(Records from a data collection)

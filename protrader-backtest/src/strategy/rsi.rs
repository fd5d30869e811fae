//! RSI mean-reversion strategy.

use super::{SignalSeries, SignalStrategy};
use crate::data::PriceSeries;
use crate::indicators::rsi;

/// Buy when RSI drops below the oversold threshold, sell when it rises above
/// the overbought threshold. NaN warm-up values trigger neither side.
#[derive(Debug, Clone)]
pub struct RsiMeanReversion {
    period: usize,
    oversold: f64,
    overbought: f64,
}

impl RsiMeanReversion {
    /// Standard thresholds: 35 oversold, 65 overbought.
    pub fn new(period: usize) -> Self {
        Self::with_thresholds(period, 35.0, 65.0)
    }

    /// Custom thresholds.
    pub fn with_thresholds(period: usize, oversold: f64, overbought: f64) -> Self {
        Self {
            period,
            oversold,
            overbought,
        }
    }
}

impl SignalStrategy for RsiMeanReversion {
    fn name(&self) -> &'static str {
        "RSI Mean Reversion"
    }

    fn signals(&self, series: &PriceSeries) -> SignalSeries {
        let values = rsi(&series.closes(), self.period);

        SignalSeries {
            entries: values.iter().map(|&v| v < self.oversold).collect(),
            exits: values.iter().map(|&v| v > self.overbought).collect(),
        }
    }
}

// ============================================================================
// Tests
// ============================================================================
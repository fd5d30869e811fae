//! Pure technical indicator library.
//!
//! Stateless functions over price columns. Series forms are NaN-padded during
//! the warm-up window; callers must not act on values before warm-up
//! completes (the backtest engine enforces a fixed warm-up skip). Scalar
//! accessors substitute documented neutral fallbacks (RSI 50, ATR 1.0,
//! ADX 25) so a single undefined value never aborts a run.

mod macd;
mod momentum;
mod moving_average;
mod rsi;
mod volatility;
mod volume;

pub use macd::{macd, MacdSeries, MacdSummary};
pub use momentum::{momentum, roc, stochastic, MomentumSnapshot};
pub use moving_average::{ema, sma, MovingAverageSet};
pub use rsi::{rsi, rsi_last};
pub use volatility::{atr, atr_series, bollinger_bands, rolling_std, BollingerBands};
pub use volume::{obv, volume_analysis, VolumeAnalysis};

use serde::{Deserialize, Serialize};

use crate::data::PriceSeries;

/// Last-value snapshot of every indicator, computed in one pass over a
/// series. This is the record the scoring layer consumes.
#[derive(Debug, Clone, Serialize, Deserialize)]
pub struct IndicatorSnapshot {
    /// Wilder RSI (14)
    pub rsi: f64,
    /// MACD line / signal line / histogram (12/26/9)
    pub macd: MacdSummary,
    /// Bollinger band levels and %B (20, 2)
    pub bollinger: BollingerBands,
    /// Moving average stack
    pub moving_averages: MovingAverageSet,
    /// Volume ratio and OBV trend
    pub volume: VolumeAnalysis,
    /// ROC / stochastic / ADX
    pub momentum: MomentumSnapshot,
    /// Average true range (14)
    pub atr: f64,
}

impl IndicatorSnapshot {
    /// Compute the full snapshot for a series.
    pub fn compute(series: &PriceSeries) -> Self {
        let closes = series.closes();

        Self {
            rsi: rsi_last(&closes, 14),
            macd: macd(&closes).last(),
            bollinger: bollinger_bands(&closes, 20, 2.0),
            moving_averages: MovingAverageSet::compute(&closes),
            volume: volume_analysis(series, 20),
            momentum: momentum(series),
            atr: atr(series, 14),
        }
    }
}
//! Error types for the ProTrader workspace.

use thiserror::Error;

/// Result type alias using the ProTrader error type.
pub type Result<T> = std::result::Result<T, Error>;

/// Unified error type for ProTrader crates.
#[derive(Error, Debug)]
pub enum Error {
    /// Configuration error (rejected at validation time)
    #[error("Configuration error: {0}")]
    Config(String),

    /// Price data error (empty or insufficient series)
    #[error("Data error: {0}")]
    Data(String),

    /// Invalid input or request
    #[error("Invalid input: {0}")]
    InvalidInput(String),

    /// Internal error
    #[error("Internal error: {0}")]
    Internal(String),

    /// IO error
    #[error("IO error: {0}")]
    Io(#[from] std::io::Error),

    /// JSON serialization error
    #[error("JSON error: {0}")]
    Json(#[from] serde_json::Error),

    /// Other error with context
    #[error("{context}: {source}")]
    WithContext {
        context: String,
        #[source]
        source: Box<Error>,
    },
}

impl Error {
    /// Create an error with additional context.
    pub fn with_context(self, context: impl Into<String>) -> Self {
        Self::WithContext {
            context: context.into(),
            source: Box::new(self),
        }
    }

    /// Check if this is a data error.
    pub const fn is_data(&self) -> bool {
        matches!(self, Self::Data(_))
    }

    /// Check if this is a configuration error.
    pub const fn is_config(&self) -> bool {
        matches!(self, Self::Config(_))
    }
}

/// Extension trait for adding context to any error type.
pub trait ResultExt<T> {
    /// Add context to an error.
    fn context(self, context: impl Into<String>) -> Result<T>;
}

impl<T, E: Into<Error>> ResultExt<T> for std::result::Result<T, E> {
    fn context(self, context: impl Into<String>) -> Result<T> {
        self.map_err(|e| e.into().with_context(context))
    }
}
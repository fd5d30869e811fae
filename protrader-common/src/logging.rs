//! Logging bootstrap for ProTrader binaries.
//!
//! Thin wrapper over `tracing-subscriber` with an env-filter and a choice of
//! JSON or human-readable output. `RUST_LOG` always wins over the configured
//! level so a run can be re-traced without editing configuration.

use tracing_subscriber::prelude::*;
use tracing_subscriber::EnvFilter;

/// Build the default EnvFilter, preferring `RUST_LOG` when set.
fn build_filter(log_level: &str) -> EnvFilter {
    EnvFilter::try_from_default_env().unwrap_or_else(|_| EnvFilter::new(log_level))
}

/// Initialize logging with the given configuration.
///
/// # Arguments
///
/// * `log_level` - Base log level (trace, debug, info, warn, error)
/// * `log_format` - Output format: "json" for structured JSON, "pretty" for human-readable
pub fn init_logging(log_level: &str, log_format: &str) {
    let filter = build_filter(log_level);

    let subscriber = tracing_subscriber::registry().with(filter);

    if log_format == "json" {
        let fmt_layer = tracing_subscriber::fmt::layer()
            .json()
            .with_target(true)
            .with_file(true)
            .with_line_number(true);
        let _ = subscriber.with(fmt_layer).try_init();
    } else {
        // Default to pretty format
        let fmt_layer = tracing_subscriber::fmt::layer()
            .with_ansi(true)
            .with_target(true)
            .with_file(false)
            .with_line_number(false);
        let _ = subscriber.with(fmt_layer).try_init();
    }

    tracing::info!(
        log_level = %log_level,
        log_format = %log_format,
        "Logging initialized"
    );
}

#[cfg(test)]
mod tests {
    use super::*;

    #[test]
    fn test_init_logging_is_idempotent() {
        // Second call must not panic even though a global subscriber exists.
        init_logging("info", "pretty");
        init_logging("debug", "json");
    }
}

...

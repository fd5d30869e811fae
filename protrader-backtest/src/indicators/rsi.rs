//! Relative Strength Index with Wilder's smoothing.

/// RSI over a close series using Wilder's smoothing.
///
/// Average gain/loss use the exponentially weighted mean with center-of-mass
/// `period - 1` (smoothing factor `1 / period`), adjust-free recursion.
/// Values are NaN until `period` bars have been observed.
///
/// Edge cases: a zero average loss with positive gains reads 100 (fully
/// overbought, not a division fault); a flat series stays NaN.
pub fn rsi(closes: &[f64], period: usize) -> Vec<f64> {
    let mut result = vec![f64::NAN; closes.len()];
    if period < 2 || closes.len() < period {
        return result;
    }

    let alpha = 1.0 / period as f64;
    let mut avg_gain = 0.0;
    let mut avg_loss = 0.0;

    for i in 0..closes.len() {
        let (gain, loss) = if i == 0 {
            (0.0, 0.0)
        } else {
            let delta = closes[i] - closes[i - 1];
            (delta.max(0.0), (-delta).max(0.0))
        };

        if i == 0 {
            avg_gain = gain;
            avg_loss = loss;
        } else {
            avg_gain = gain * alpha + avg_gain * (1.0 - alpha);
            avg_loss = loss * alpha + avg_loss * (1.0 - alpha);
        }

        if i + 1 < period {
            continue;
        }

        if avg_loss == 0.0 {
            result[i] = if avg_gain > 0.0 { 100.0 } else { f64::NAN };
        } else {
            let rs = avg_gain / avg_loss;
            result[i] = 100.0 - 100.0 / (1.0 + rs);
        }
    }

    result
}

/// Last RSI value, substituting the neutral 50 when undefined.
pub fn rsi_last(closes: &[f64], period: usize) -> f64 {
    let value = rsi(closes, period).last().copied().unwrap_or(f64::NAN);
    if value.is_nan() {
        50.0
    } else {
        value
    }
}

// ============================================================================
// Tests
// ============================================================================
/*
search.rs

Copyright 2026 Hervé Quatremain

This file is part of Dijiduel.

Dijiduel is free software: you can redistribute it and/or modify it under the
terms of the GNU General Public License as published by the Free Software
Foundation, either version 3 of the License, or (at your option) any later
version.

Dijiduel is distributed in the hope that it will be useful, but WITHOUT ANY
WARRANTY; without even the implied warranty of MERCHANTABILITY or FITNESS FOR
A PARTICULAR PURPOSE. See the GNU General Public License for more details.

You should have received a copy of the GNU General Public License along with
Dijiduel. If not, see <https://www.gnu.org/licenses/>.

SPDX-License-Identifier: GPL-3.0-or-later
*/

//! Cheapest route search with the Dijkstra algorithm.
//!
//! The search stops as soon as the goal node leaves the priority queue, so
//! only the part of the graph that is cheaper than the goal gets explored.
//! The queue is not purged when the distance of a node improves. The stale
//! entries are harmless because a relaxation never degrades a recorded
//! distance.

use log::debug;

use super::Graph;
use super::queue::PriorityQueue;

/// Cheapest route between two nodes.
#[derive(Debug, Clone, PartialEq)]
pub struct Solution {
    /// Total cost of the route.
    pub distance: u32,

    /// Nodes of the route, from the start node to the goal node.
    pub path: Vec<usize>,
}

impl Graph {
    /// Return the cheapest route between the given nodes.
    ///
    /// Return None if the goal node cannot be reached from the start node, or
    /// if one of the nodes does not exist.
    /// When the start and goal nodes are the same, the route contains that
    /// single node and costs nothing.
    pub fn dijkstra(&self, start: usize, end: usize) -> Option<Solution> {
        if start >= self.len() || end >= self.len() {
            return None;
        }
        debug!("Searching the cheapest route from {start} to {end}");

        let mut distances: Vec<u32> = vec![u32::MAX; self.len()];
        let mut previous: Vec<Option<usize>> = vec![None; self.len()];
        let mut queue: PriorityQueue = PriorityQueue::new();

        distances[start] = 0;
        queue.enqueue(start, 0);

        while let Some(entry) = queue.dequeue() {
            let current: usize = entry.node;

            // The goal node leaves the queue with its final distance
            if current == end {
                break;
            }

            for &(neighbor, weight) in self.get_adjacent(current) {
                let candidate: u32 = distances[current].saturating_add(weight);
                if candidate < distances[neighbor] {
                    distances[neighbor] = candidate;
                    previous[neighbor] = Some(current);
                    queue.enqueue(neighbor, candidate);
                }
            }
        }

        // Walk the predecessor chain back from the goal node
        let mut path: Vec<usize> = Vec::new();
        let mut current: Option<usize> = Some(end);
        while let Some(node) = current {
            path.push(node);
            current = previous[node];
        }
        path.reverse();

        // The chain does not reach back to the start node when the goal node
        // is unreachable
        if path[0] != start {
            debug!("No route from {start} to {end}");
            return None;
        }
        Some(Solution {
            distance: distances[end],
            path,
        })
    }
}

WORK ITEM: Among the entries above, the line containing "distances[neighbor] = candidate;", the line containing "path.push(node);", and all lines between them are to be restated word for word; nothing else belongs in the reply.

ANSWER SPACE:
                    distances[neighbor] = candidate;
                    previous[neighbor] = Some(current);
                    queue.enqueue(neighbor, candidate);
                }
            }
        }

        // Walk the predecessor chain back from the goal node
        let mut path: Vec<usize> = Vec::new();
        let mut current: Option<usize> = Some(end);
        while let Some(node) = current {
            path.push(node);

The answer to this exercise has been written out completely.